Nem parece. Mas os cabelos brancos, a falta de assunto e um jeito meio triste de ver as coisas, já apareceram faz tempo.
A crise veio, o returno de Saturno existe e é bravo, aviso aos navegantes. E ainda mais essa, um mês de inferno astral, ninguém merece, depois de uns dois anos de crise absoluta, total e irrestrita.
De repente, 30. Teve épocas que eu pensava, gente de 30 já tem que ser respeitável. Gente mais velha é madura, decidida, equilibrada. E eu, no meio do turbilhão dos 20, pensava, aos 30 terei meus filhos. Aos 30 serei um mulherão. Aos 30, o emprego, a estabilidade. O barco vai atracar no cais, mas que nada. Aos 30, uma certeza, enquanto temo, no espelho, pela primeira ruga: sou a mesma garota looser de sempre. Só que agora, com fartos cabelos brancos, muito drama, pé na estrada e coração um tanto quanto empoeirado. As músicas de sempre. Os amigos de sempre. Play it again, Sam.

4 comments:
uh, mas na parte de ser um mulherão vc acertou! :)
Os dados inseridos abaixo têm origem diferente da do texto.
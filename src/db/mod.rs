//! Database Module
//!
//! SQLite storage accessed through a single `Database` handle.
//!
//! # Ownership scoping
//!
//! Every query that touches user data takes the authenticated [`UserId`]
//! as a required argument and filters on it. A row owned by someone else
//! is therefore indistinguishable from a missing row: the caller gets
//! `None` (→ 404), never a "forbidden".
//!
//! Transactions have no owner column; their owner is resolved through
//! `debts.user_id` with an explicit join in each query.
//!
//! [`UserId`]: crate::types::UserId

mod contacts;
mod debts;
mod models;
mod transactions;
mod users;

pub use models::*;

use std::str::FromStr;
use std::time::Duration;

use anyhow::Result;
use sqlx::sqlite::{SqliteConnectOptions, SqlitePool, SqlitePoolOptions};

/// 데이터베이스 연결 및 쿼리 담당
pub struct Database {
    pool: SqlitePool,
}

impl Database {
    /// 데이터베이스 연결
    ///
    /// # Connection Pool Settings
    ///
    /// - max_connections: 10 (in-memory DB는 1)
    /// - min_connections: 1 (idle 시 최소 유지)
    /// - acquire_timeout: 3초 (커넥션 획득 대기)
    pub async fn connect(database_url: &str) -> Result<Self> {
        let options = SqliteConnectOptions::from_str(database_url)?
            .create_if_missing(true)
            .foreign_keys(true);

        // in-memory DB는 커넥션이 모두 닫히면 사라짐 → 단일 커넥션 유지
        let in_memory = database_url.contains(":memory:");
        let pool_options = if in_memory {
            SqlitePoolOptions::new()
                .max_connections(1)
                .idle_timeout(None)
                .max_lifetime(None)
        } else {
            SqlitePoolOptions::new().max_connections(10)
        };

        let pool = pool_options
            .min_connections(1)
            .acquire_timeout(Duration::from_secs(3))
            .connect_with(options)
            .await?;

        Ok(Self { pool })
    }

    /// 마이그레이션 실행 (이미 적용된 버전은 건너뜀)
    pub async fn run_migrations(&self) -> Result<()> {
        sqlx::migrate!("./migrations").run(&self.pool).await?;
        Ok(())
    }

    /// Health check
    pub async fn health_check(&self) -> Result<()> {
        sqlx::query("SELECT 1").execute(&self.pool).await?;
        Ok(())
    }
}


#[cfg(test)]
mod tests {
    use super::test_support::memory_db;

    #[tokio::test]
    async fn test_migrations_are_idempotent() {
        let db = memory_db().await;
        db.run_migrations().await.unwrap();
        db.health_check().await.unwrap();
    }
}
//! Services Module
//!
//! 비즈니스 로직을 담당하는 서비스 레이어
//!
//! # Services
//! - `CredentialService`: 비밀번호 해시, bearer token 발급/검증

mod credentials;

pub use credentials::{Claims, CredentialService, TOKEN_TTL_DAYS};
Uma vez eu tava no ônibus. E tinha um casal de velhinhos na minha frente.
Ela era a típica velhinha fofa: cabelo fofo, bochecha vermelha fofa, vestidinho de florzinha e sacola de feira.
E ele era o típico senador romano: o nariz enorme, o queixo quadrado e calvo. Um retrato do Museu do Capitólio.
Eu fiquei olhando pro velhinho e fiquei imaginando milhÕes de coisas; todas impublicáveis.
Mas uma coisa é certa, está comprovado que senador romano é galanteador! Brigada, Pictor!!!!!!!
Maria, você ainda não viu nada. Senadores são homens de posses e refinamentos. Ainda te levo pra itália para passearmos "trans Tiberium in hortis"...
Não seria má idéia cruzar o Tibre não. Não seria não, meu bravo Pictor! Beijos!